L’agenda économique demeure un thème central. Contrairement aux années précédentes, où la croissance était stimulée par des projets d’infrastructures à grande échelle et l’expansion immobilière, le gouvernement encourage désormais un nouveau modèle économique. L’objectif de croissance du PIB fixé à environ 5 % illustre une priorité donnée à la stabilité, tout en reconnaissant que le pays traverse une transition fondamentale. La direction chinoise met en avant de « nouvelles forces productives de qualité », visant à passer des moteurs de croissance traditionnels aux industries de haute technologie. Cela inclut des investissements dans l’intelligence artificielle, les technologies quantiques et l’automatisation, afin de garantir que la dynamique économique ne dépende plus des booms de la construction ou de l’expansion du crédit. L’émission d’obligations d’État ultra-long terme et l’augmentation du déficit budgétaire témoignent d’une volonté d’utiliser des outils financiers pour maintenir la stabilité.

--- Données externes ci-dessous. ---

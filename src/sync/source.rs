use async_trait::async_trait;

use crate::client::error::ClientError;
use crate::models::charging::{ChargingStation, HistoryPage};
use crate::models::telemetry::{Enrichment, FullTelemetry, TelemetrySnapshot};
use crate::models::vehicle::{UserProfile, VehicleRecord};

/// Where the telemetry synchronizer gets its data.
#[async_trait]
pub trait TelemetrySource: Send + Sync {
    async fn vehicles(&self) -> Result<Vec<VehicleRecord>, ClientError>;

    async fn user_profile(&self) -> Result<UserProfile, ClientError>;

    /// Core telemetry without enrichment.
    async fn core_telemetry(&self, vin: &str) -> Result<TelemetrySnapshot, ClientError>;

    /// Best effort; failed lookups come back empty.
    async fn enrichment(&self, lat: f64, lon: f64) -> Enrichment;

    async fn full_telemetry(
        &self,
        vin: &str,
        alias_version: &str,
    ) -> Result<FullTelemetry, ClientError>;
}

#[async_trait]
pub trait ChargingHistorySource: Send + Sync {
    async fn history_page(&self, vin: &str, page: u32, size: u32)
    -> Result<HistoryPage, ClientError>;
}

#[async_trait]
pub trait StationSource: Send + Sync {
    async fn stations_near(&self, lat: f64, lon: f64) -> Result<Vec<ChargingStation>, ClientError>;
}
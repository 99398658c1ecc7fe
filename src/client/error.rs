use thiserror::Error;

/// Errors surfaced to the dashboard.
///
/// Every variant carries a message fit for display; transport details are
/// logged, not shown.
#[derive(Error, Debug, Clone, PartialEq)]
pub enum ClientError {
    #[error("Invalid email or password")]
    InvalidCredentials,

    #[error("Too many attempts, please wait a moment and try again")]
    TooManyAttempts,

    #[error("Access denied")]
    AccessDenied,

    #[error("The service is temporarily unavailable, please try again")]
    ServerError,

    #[error("Your session has expired, please sign in again")]
    SessionExpired,

    #[error("Not signed in")]
    NotAuthenticated,

    #[error("Request failed with status {status}")]
    Http { status: u16 },

    #[error("Network error: {0}")]
    Network(String),

    #[error("Unexpected response: {0}")]
    Decode(String),

    #[error("{0}")]
    NoData(String),

    #[error("Vehicle {0} is not part of this account")]
    UnknownVehicle(String),

    #[error("Local storage error: {0}")]
    Storage(String),
}

impl ClientError {
    /// Maps a non-success status from the gateway.
    pub fn from_status(status: u16) -> Self {
        match status {
            401 => ClientError::InvalidCredentials,
            403 => ClientError::AccessDenied,
            429 => ClientError::TooManyAttempts,
            500..=599 => ClientError::ServerError,
            status => ClientError::Http { status },
        }
    }
}

impl From<reqwest::Error> for ClientError {
    fn from(e: reqwest::Error) -> Self {
        if e.is_decode() {
            ClientError::Decode(e.to_string())
        } else {
            ClientError::Network(e.to_string())
        }
    }
}
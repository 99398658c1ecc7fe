use std::collections::{BTreeSet, HashMap};
use std::sync::Arc;
use std::sync::atomic::{AtomicU64, Ordering};

use chrono::{DateTime, Datelike, Duration, Utc};
use futures::{StreamExt, stream};
use serde::{Deserialize, Serialize};
use tokio::sync::RwLock;

use super::coalesce::InFlight;
use super::source::ChargingHistorySource;
use super::store::Store;
use crate::client::error::ClientError;
use crate::client::storage::LocalStore;
use crate::models::charging::{ChargingSession, merge_sessions};

/// Local-store key of the persisted per-VIN cache.
pub const HISTORY_CACHE_KEY: &str = "vf_charging_history";

/// Tunables of a [`ChargingHistoryCache`].
#[derive(Clone, Debug)]
pub struct HistorySettings {
    pub page_size: u32,
    /// Pages requested concurrently after the first one.
    pub fan_out: usize,
    pub ttl: Duration,
    /// VIN entries kept in the persisted cache.
    pub max_vins: usize,
    /// Upper bound on pages requested for one VIN.
    pub max_pages: u32,
}

impl Default for HistorySettings {
    fn default() -> Self {
        Self {
            page_size: 100,
            fan_out: 4,
            ttl: Duration::hours(24),
            max_vins: 5,
            max_pages: 200,
        }
    }
}

#[derive(Debug, Clone, Copy, PartialEq, Eq, Default, Serialize, Deserialize)]
#[serde(rename_all = "lowercase")]
pub enum FilterMode {
    #[default]
    All,
    Year,
    Month,
}

/// Time range selected for display. `year` and `month` are 0 when unused.
#[derive(Debug, Clone, Copy, PartialEq, Eq, Default)]
pub struct TimeFilter {
    pub mode: FilterMode,
    pub year: i32,
    pub month: u32,
}

impl TimeFilter {
    pub fn all() -> Self {
        Self::default()
    }

    pub fn year(year: i32) -> Self {
        Self {
            mode: FilterMode::Year,
            year,
            month: 0,
        }
    }

    pub fn month(year: i32, month: u32) -> Self {
        Self {
            mode: FilterMode::Month,
            year,
            month,
        }
    }

    pub fn matches(&self, session: &ChargingSession) -> bool {
        match self.mode {
            FilterMode::All => true,
            FilterMode::Year => session.falls_in(self.year, None),
            FilterMode::Month => session.falls_in(self.year, Some(self.month)),
        }
    }
}

#[derive(Debug, Clone, PartialEq, Eq)]
pub struct MonthEntry {
    pub year: i32,
    pub month: u32,
    /// e.g. `T3/2025`.
    pub label: String,
}

/// What the charging history view renders.
#[derive(Debug, Clone, Default)]
pub struct ChargingHistoryState {
    /// Sessions passing the current filter.
    pub sessions: Vec<ChargingSession>,
    /// Every session loaded so far for `loaded_vin`.
    pub all_sessions: Vec<ChargingSession>,
    pub total_loaded: usize,
    pub total_records: u64,
    pub is_loading: bool,
    /// Remaining pages are still being fetched.
    pub is_loading_more: bool,
    pub error: Option<String>,
    /// Set when some pages failed and the list is incomplete.
    pub warning: Option<String>,
    /// Newest first.
    pub available_years: Vec<i32>,
    /// Months of the selected year, newest first.
    pub available_months: Vec<MonthEntry>,
    pub filter: TimeFilter,
    pub loaded_vin: Option<String>,
}

/// Persisted history of one VIN.
#[derive(Debug, Clone, PartialEq, Serialize, Deserialize)]
#[serde(rename_all = "camelCase")]
pub struct VinCacheEntry {
    pub sessions: Vec<ChargingSession>,
    pub total_records: u64,
    #[serde(with = "chrono::serde::ts_milliseconds")]
    pub fetched_at: DateTime<Utc>,
}

/// Month if any session is in the current month, else year if any is in
/// the current year, else all.
pub fn smart_default(sessions: &[ChargingSession], now: DateTime<Utc>) -> TimeFilter {
    let (year, month) = (now.year(), now.month());
    if sessions.iter().any(|s| s.falls_in(year, Some(month))) {
        TimeFilter::month(year, month)
    } else if sessions.iter().any(|s| s.falls_in(year, None)) {
        TimeFilter::year(year)
    } else {
        TimeFilter::all()
    }
}

fn available_years(sessions: &[ChargingSession]) -> Vec<i32> {
    let years: BTreeSet<i32> = sessions
        .iter()
        .filter_map(|s| s.session_time())
        .map(|t| t.year())
        .collect();
    years.into_iter().rev().collect()
}

fn available_months(sessions: &[ChargingSession], year: i32) -> Vec<MonthEntry> {
    if year <= 0 {
        return Vec::new();
    }
    let months: BTreeSet<u32> = sessions
        .iter()
        .filter_map(|s| s.session_time())
        .filter(|t| t.year() == year)
        .map(|t| t.month())
        .collect();
    months
        .into_iter()
        .rev()
        .map(|month| MonthEntry {
            year,
            month,
            label: format!("T{}/{}", month, year),
        })
        .collect()
}

/// Shows `all` through `filter`, recomputing the year and month pickers.
fn apply_filter(state: &mut ChargingHistoryState, all: Vec<ChargingSession>, filter: TimeFilter) {
    state.sessions = all.iter().filter(|s| filter.matches(s)).cloned().collect();
    state.total_loaded = all.len();
    state.available_years = available_years(&all);
    state.available_months = available_months(&all, filter.year);
    state.filter = filter;
    state.all_sessions = all;
}

/// Drops expired entries, then the least recently fetched beyond `max_vins`.
fn prune(entries: &mut HashMap<String, VinCacheEntry>, settings: &HistorySettings, now: DateTime<Utc>) {
    entries.retain(|_, e| now - e.fetched_at < settings.ttl);
    if entries.len() > settings.max_vins {
        let mut by_age: Vec<(String, DateTime<Utc>)> = entries
            .iter()
            .map(|(vin, e)| (vin.clone(), e.fetched_at))
            .collect();
        by_age.sort_by(|a, b| b.1.cmp(&a.1));
        for (vin, _) in by_age.into_iter().skip(settings.max_vins) {
            entries.remove(&vin);
        }
    }
}

struct Inner {
    source: Arc<dyn ChargingHistorySource>,
    storage: Arc<dyn LocalStore>,
    settings: HistorySettings,
    store: Store<ChargingHistoryState>,
    entries: RwLock<HashMap<String, VinCacheEntry>>,
    in_flight: InFlight<Result<(), ClientError>>,
    /// Bumped by every `fetch`; the highest value is the latest request.
    requests: AtomicU64,
}

/// Paginated charging history with a persisted per-VIN cache.
#[derive(Clone)]
pub struct ChargingHistoryCache {
    inner: Arc<Inner>,
}

impl ChargingHistoryCache {
    /// Loads the persisted cache; unreadable data is discarded.
    pub fn new(
        source: Arc<dyn ChargingHistorySource>,
        storage: Arc<dyn LocalStore>,
        settings: HistorySettings,
    ) -> Self {
        let mut entries: HashMap<String, VinCacheEntry> = match storage.get(HISTORY_CACHE_KEY) {
            Some(raw) => serde_json::from_str(&raw).unwrap_or_else(|e| {
                tracing::warn!("⚠️ Discarding unreadable charging cache: {}", e);
                storage.remove(HISTORY_CACHE_KEY);
                HashMap::new()
            }),
            None => HashMap::new(),
        };
        prune(&mut entries, &settings, Utc::now());

        Self {
            inner: Arc::new(Inner {
                source,
                storage,
                settings,
                store: Store::default(),
                entries: RwLock::new(entries),
                in_flight: InFlight::new(),
                requests: AtomicU64::new(0),
            }),
        }
    }

    pub fn store(&self) -> &Store<ChargingHistoryState> {
        &self.inner.store
    }

    pub fn state(&self) -> ChargingHistoryState {
        self.inner.store.get()
    }

    /// Loads the history of `vin`, from cache when fresh unless `force`.
    /// Concurrent calls for one VIN share a single load.
    pub async fn fetch(&self, vin: &str, force: bool) -> Result<(), ClientError> {
        let ticket = self.inner.requests.fetch_add(1, Ordering::SeqCst) + 1;
        let inner = self.inner.clone();
        let key = vin.to_string();
        self.inner
            .in_flight
            .run(vin, move || async move { inner.load(&key, force).await })
            .await?;

        // A joined load skips its view updates while another VIN is shown.
        self.inner.show_if_latest(vin, ticket).await;
        Ok(())
    }

    /// Changes the visible time range over what is loaded.
    pub fn set_filter(&self, filter: TimeFilter) {
        self.inner.store.update(|s| {
            let all = std::mem::take(&mut s.all_sessions);
            apply_filter(s, all, filter);
        });
    }

    pub async fn cached_entry(&self, vin: &str) -> Option<VinCacheEntry> {
        self.inner.entries.read().await.get(vin).cloned()
    }
}

impl Inner {
    /// Puts the cached history of `vin` on display when no newer `fetch`
    /// has started and the view still shows another VIN.
    async fn show_if_latest(&self, vin: &str, ticket: u64) {
        let Some(entry) = self.entries.read().await.get(vin).cloned() else {
            return;
        };
        let now = Utc::now();
        self.store.update(|s| {
            if self.requests.load(Ordering::SeqCst) != ticket || s.loaded_vin.as_deref() == Some(vin) {
                return;
            }
            tracing::debug!("💾 Showing charging history of {} after a shared load", vin);
            s.loaded_vin = Some(vin.to_string());
            s.total_records = entry.total_records;
            s.error = None;
            s.warning = None;
            s.is_loading = false;
            s.is_loading_more = false;
            let filter = smart_default(&entry.sessions, now);
            apply_filter(s, entry.sessions, filter);
        });
    }

    async fn load(&self, vin: &str, force: bool) -> Result<(), ClientError> {
        let now = Utc::now();
        let (vin_changed, other_vin) = self.store.read(|s| match s.loaded_vin.as_deref() {
            Some(loaded) => (loaded != vin, loaded != vin),
            None => (false, true),
        });

        let cached = self
            .entries
            .read()
            .await
            .get(vin)
            .filter(|e| now - e.fetched_at < self.settings.ttl && !e.sessions.is_empty())
            .cloned();

        if let (false, Some(entry)) = (force, cached) {
            tracing::debug!("💾 Charging history for {} served from cache", vin);
            self.store.update(|s| {
                let filter = if other_vin {
                    smart_default(&entry.sessions, now)
                } else {
                    s.filter
                };
                s.loaded_vin = Some(vin.to_string());
                s.total_records = entry.total_records;
                s.error = None;
                s.warning = None;
                s.is_loading = false;
                s.is_loading_more = false;
                apply_filter(s, entry.sessions, filter);
            });
            return Ok(());
        }

        self.store.update(|s| {
            if vin_changed {
                apply_filter(s, Vec::new(), TimeFilter::all());
                s.total_records = 0;
            }
            s.is_loading = true;
            s.is_loading_more = false;
            s.error = None;
            s.warning = None;
            s.loaded_vin = Some(vin.to_string());
        });

        let size = self.settings.page_size.max(1);
        let first = match self.source.history_page(vin, 0, size).await {
            Ok(page) => page,
            Err(e) => {
                tracing::error!("❌ Charging history failed for {}: {}", vin, e);
                self.store.update(|s| {
                    if s.loaded_vin.as_deref() == Some(vin) {
                        s.error = Some(e.to_string());
                        s.is_loading = false;
                    }
                });
                return Err(e);
            }
        };

        let total_records = first.total_records.max(first.sessions.len() as u64);
        let first_sessions = merge_sessions([first.sessions]);
        tracing::info!(
            "🔌 Charging history {}: page 0 → {} sessions, total {}",
            vin,
            first_sessions.len(),
            total_records
        );

        self.store.update(|s| {
            if s.loaded_vin.as_deref() == Some(vin) {
                s.total_records = total_records;
                s.is_loading = false;
                let filter = smart_default(&first_sessions, now);
                apply_filter(s, first_sessions.clone(), filter);
            }
        });

        let mut all = first_sessions;
        if (all.len() as u64) < total_records {
            self.store.update(|s| {
                if s.loaded_vin.as_deref() == Some(vin) {
                    s.is_loading_more = true;
                }
            });

            let needed = u32::try_from(total_records.div_ceil(size as u64)).unwrap_or(u32::MAX);
            let pages = needed.min(self.settings.max_pages.max(1));
            if pages < needed {
                tracing::warn!(
                    "⚠️ Charging history for {} spans {} pages, loading the first {}",
                    vin,
                    needed,
                    pages
                );
            }
            let results: Vec<(u32, Result<Vec<ChargingSession>, ClientError>)> =
                stream::iter(1..pages)
                    .map(|page| {
                        let source = self.source.clone();
                        let vin = vin.to_string();
                        async move {
                            let result = source
                                .history_page(&vin, page, size)
                                .await
                                .map(|p| p.sessions);
                            (page, result)
                        }
                    })
                    .buffered(self.settings.fan_out.max(1))
                    .collect()
                    .await;

            let mut lists = vec![all];
            let mut failed = Vec::new();
            for (page, result) in results {
                match result {
                    Ok(sessions) => lists.push(sessions),
                    Err(e) => {
                        tracing::warn!("⚠️ Charging history page {} for {} failed: {}", page, vin, e);
                        failed.push(page);
                    }
                }
            }
            all = merge_sessions(lists);

            let warning = (!failed.is_empty()).then(|| {
                format!(
                    "Loaded {} of {} pages, some charging sessions may be missing",
                    pages as usize - failed.len(),
                    pages
                )
            });

            self.store.update(|s| {
                if s.loaded_vin.as_deref() == Some(vin) {
                    s.is_loading_more = false;
                    s.warning = warning;
                    let filter = s.filter;
                    apply_filter(s, all.clone(), filter);
                }
            });
        }

        self.persist(
            vin,
            VinCacheEntry {
                sessions: all,
                total_records,
                fetched_at: Utc::now(),
            },
        )
        .await;
        Ok(())
    }

    async fn persist(&self, vin: &str, entry: VinCacheEntry) {
        let mut entries = self.entries.write().await;
        entries.insert(vin.to_string(), entry);
        prune(&mut entries, &self.settings, Utc::now());

        match serde_json::to_string(&*entries) {
            Ok(raw) => {
                if let Err(e) = self.storage.set(HISTORY_CACHE_KEY, &raw) {
                    tracing::warn!("⚠️ Could not persist charging history: {}", e);
                }
            }
            Err(e) => tracing::warn!("⚠️ Could not serialize charging history: {}", e),
        }
    }
}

Le durcissement réglementaire à l’égard du secteur privé avait suscité des incertitudes, mais l’introduction de la loi de promotion de l’économie privée vise à rassurer les entreprises. L’accent mis sur le soutien aux entreprises privées, la résolution des retards de paiement et la création d’un environnement commercial plus stable reflète une correction de trajectoire. La direction chinoise est consciente que la croissance économique ne peut être durable sans un secteur privé dynamique, et ces mesures visent à créer les conditions propices aux investissements à long terme et à l’entrepreneuriat.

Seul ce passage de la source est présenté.